The Art of War Gardening

The Art of War Gardening

War Gardens or Victory Gardens were planted at private residences and public parks during both world wars. They were promoted as a way to reduce pressure on the public food supply and also as “morale boosters.” Gardeners could feel their contribution of labor helped the war effort in addition to rewarding them with the produce they grew. They were adopted in Canada, the UK, Australia, and New Zealand in addition to here in the United States.

Demonstration Garden, Bryant Park, NYC

Demonstration Garden, Bryant Park, NYC

Charles Lathrop Pack organized the US National War Garden Commission in March 1917. Pack, a third-generation timberman, was one of the five wealthiest men in America prior to World War I. He came up with the idea to increase the food supply without increasing the “use of land already cultivated, of labor already engaged in agricultural work, of time devoted to other necessary occupations, and of transportation facilities which were already inadequate to the demands made upon them.”
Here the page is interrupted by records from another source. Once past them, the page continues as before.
use std::collections::BTreeSet;
use std::fmt;

use chrono::NaiveDate;

use crate::error::DataError;

// ---------------------------------------------------------------------------
// Value – a single cell of a table
// ---------------------------------------------------------------------------

/// A dynamically-typed cell mirroring the common Pandas dtypes.
/// Category sets and region grouping key on `Value`, so it must be `Ord`.
#[derive(Debug, Clone, PartialEq)]
pub enum Value {
    String(String),
    Integer(i64),
    Float(f64),
    Bool(bool),
    Date(NaiveDate),
    Null,
}

// -- Manual Eq/Ord so Value can live in BTreeSet --

impl Eq for Value {}

impl PartialOrd for Value {
    fn partial_cmp(&self, other: &Self) -> Option<std::cmp::Ordering> {
        Some(self.cmp(other))
    }
}

impl Ord for Value {
    fn cmp(&self, other: &Self) -> std::cmp::Ordering {
        use Value::*;
        fn discriminant(v: &Value) -> u8 {
            match v {
                Null => 0,
                Bool(_) => 1,
                Integer(_) => 2,
                Float(_) => 3,
                String(_) => 4,
                Date(_) => 5,
            }
        }
        let da = discriminant(self);
        let db = discriminant(other);
        if da != db {
            return da.cmp(&db);
        }
        match (self, other) {
            (Null, Null) => std::cmp::Ordering::Equal,
            (Bool(a), Bool(b)) => a.cmp(b),
            (Integer(a), Integer(b)) => a.cmp(b),
            (Float(a), Float(b)) => a.total_cmp(b),
            (String(a), String(b)) => a.cmp(b),
            (Date(a), Date(b)) => a.cmp(b),
            _ => std::cmp::Ordering::Equal,
        }
    }
}

impl std::hash::Hash for Value {
    fn hash<H: std::hash::Hasher>(&self, state: &mut H) {
        std::mem::discriminant(self).hash(state);
        match self {
            Value::String(s) => s.hash(state),
            Value::Integer(i) => i.hash(state),
            Value::Float(f) => f.to_bits().hash(state),
            Value::Bool(b) => b.hash(state),
            Value::Date(d) => d.hash(state),
            Value::Null => {}
        }
    }
}

/// Renders the value the way it is written back to CSV: full float precision,
/// ISO dates, and an empty string for `Null`.
impl fmt::Display for Value {
    fn fmt(&self, f: &mut fmt::Formatter<'_>) -> fmt::Result {
        match self {
            Value::String(s) => write!(f, "{s}"),
            Value::Integer(i) => write!(f, "{i}"),
            Value::Float(v) => write!(f, "{v}"),
            Value::Bool(b) => write!(f, "{b}"),
            Value::Date(d) => write!(f, "{}", d.format("%Y-%m-%d")),
            Value::Null => Ok(()),
        }
    }
}

/// Cell texts read as missing, the same set Pandas' `read_csv` uses.
pub const NA_TOKENS: &[&str] = &[
    "#N/A", "#N/A N/A", "#NA", "-1.#IND", "-1.#QNAN", "-NaN", "-nan", "1.#IND", "1.#QNAN", "<NA>",
    "N/A", "NA", "NULL", "NaN", "None", "n/a", "nan", "null",
];

impl Value {
    /// A float cell; NaN and infinities are missing.
    pub fn float(v: f64) -> Value {
        if v.is_finite() {
            Value::Float(v)
        } else {
            Value::Null
        }
    }

    /// Interpret the value as an `f64` (bools count as 0/1).
    pub fn as_f64(&self) -> Option<f64> {
        match self {
            Value::Float(v) => Some(*v),
            Value::Integer(i) => Some(*i as f64),
            Value::Bool(b) => Some(if *b { 1.0 } else { 0.0 }),
            _ => None,
        }
    }

    pub fn is_null(&self) -> bool {
        matches!(self, Value::Null)
    }

    /// Guess the type of a raw text cell.
    pub fn infer(s: &str) -> Value {
        if s.is_empty() || NA_TOKENS.contains(&s) {
            return Value::Null;
        }
        if let Ok(i) = s.parse::<i64>() {
            return Value::Integer(i);
        }
        if let Ok(f) = s.parse::<f64>() {
            return Value::float(f);
        }
        if s == "true" || s == "false" {
            return Value::Bool(s == "true");
        }
        Value::String(s.to_string())
    }
}

// ---------------------------------------------------------------------------
// ColumnType – the dtype inferred for a whole column
// ---------------------------------------------------------------------------

#[derive(Debug, Clone, Copy, PartialEq, Eq)]
pub enum ColumnType {
    Integer,
    Float,
    Bool,
    Date,
    Text,
    /// Every cell is null.
    Empty,
}

impl ColumnType {
    pub fn is_numeric(self) -> bool {
        matches!(self, ColumnType::Integer | ColumnType::Float)
    }

    fn of(value: &Value) -> Option<ColumnType> {
        match value {
            Value::Null => None,
            Value::Integer(_) => Some(ColumnType::Integer),
            Value::Float(_) => Some(ColumnType::Float),
            Value::Bool(_) => Some(ColumnType::Bool),
            Value::Date(_) => Some(ColumnType::Date),
            Value::String(_) => Some(ColumnType::Text),
        }
    }

    fn unify(self, other: ColumnType) -> ColumnType {
        use ColumnType::*;
        match (self, other) {
            (a, b) if a == b => a,
            (Empty, b) => b,
            (a, Empty) => a,
            (Integer, Float) | (Float, Integer) => Float,
            _ => Text,
        }
    }
}

impl fmt::Display for ColumnType {
    fn fmt(&self, f: &mut fmt::Formatter<'_>) -> fmt::Result {
        let name = match self {
            ColumnType::Integer => "int",
            ColumnType::Float => "float",
            ColumnType::Bool => "bool",
            ColumnType::Date => "date",
            ColumnType::Text => "text",
            ColumnType::Empty => "empty",
        };
        f.write_str(name)
    }
}

// ---------------------------------------------------------------------------
// Table – the complete loaded dataset
// ---------------------------------------------------------------------------

/// Rows × named columns, loaded verbatim from a file.
///
/// Every row holds exactly one cell per column; the constructors enforce it.
#[derive(Debug, Clone, PartialEq)]
pub struct Table {
    column_names: Vec<String>,
    rows: Vec<Vec<Value>>,
}

impl Table {
    pub fn new(column_names: Vec<String>, rows: Vec<Vec<Value>>) -> Result<Self, DataError> {
        let expected = column_names.len();
        if let Some((row, found)) = rows
            .iter()
            .enumerate()
            .find(|(_, r)| r.len() != expected)
            .map(|(i, r)| (i, r.len()))
        {
            return Err(DataError::RaggedRow {
                row,
                expected,
                found,
            });
        }
        Ok(Table { column_names, rows })
    }

    pub fn column_names(&self) -> &[String] {
        &self.column_names
    }

    pub fn rows(&self) -> &[Vec<Value>] {
        &self.rows
    }

    /// Number of rows.
    pub fn n_rows(&self) -> usize {
        self.rows.len()
    }

    /// Number of columns.
    pub fn n_cols(&self) -> usize {
        self.column_names.len()
    }

    pub fn is_empty(&self) -> bool {
        self.rows.is_empty()
    }

    pub fn column_index(&self, name: &str) -> Option<usize> {
        self.column_names.iter().position(|c| c == name)
    }

    /// Like [`Table::column_index`] but fails with the list of known columns.
    pub fn require_column(&self, name: &str) -> Result<usize, DataError> {
        self.column_index(name)
            .ok_or_else(|| DataError::ColumnNotFound {
                name: name.to_string(),
                available: self.column_names.clone(),
            })
    }

    pub fn cell(&self, row: usize, col: usize) -> &Value {
        &self.rows[row][col]
    }

    pub fn column_values(&self, col: usize) -> impl Iterator<Item = &Value> + '_ {
        self.rows.iter().map(move |r| &r[col])
    }

    pub fn column_type(&self, col: usize) -> ColumnType {
        self.column_values(col)
            .filter_map(ColumnType::of)
            .fold(ColumnType::Empty, ColumnType::unify)
    }

    pub fn column_types(&self) -> Vec<ColumnType> {
        (0..self.n_cols()).map(|c| self.column_type(c)).collect()
    }

    /// Sorted distinct non-null values of a column.
    pub fn unique_values(&self, col: usize) -> BTreeSet<Value> {
        self.column_values(col)
            .filter(|v| !v.is_null())
            .cloned()
            .collect()
    }

    /// A new table holding only the given rows, in the given order.
    pub fn select_rows(&self, indices: &[usize]) -> Table {
        Table {
            column_names: self.column_names.clone(),
            rows: indices.iter().map(|&i| self.rows[i].clone()).collect(),
        }
    }

    /// Replace an existing column or append a new one.
    pub fn with_column(mut self, name: &str, values: Vec<Value>) -> Result<Table, DataError> {
        if values.len() != self.n_rows() {
            return Err(DataError::ColumnLength {
                name: name.to_string(),
                expected: self.n_rows(),
                found: values.len(),
            });
        }
        match self.column_index(name) {
            Some(col) => {
                for (row, v) in self.rows.iter_mut().zip(values) {
                    row[col] = v;
                }
            }
            None => {
                self.column_names.push(name.to_string());
                for (row, v) in self.rows.iter_mut().zip(values) {
                    row.push(v);
                }
            }
        }
        Ok(self)
    }

    /// Drop the named columns; unknown names are ignored.
    pub fn drop_columns(&self, names: &[&str]) -> Table {
        let keep: Vec<usize> = (0..self.n_cols())
            .filter(|&c| !names.contains(&self.column_names[c].as_str()))
            .collect();
        Table {
            column_names: keep.iter().map(|&c| self.column_names[c].clone()).collect(),
            rows: self
                .rows
                .iter()
                .map(|r| keep.iter().map(|&c| r[c].clone()).collect())
                .collect(),
        }
    }
}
The commission publicized the gardens with pamphlets, printed material for newspaper distribution, and colorful posters. The Commission claimed that the majority of the 30,000,000 WWI soldiers had been farmers before they went to war. The reduction in farm labor here and in Europe along with farmland devastated by warfare had many people worried about food supplies.

In addition to home gardens, the Commission also helped with the United States Bureau of Education’s mobilization of school children in the food production effort. Through the United States School Garden Army program, millions of children were taught the value of gardening as a patriotic effort during war-time. They learned the importance of food production through practical work in school based gardens.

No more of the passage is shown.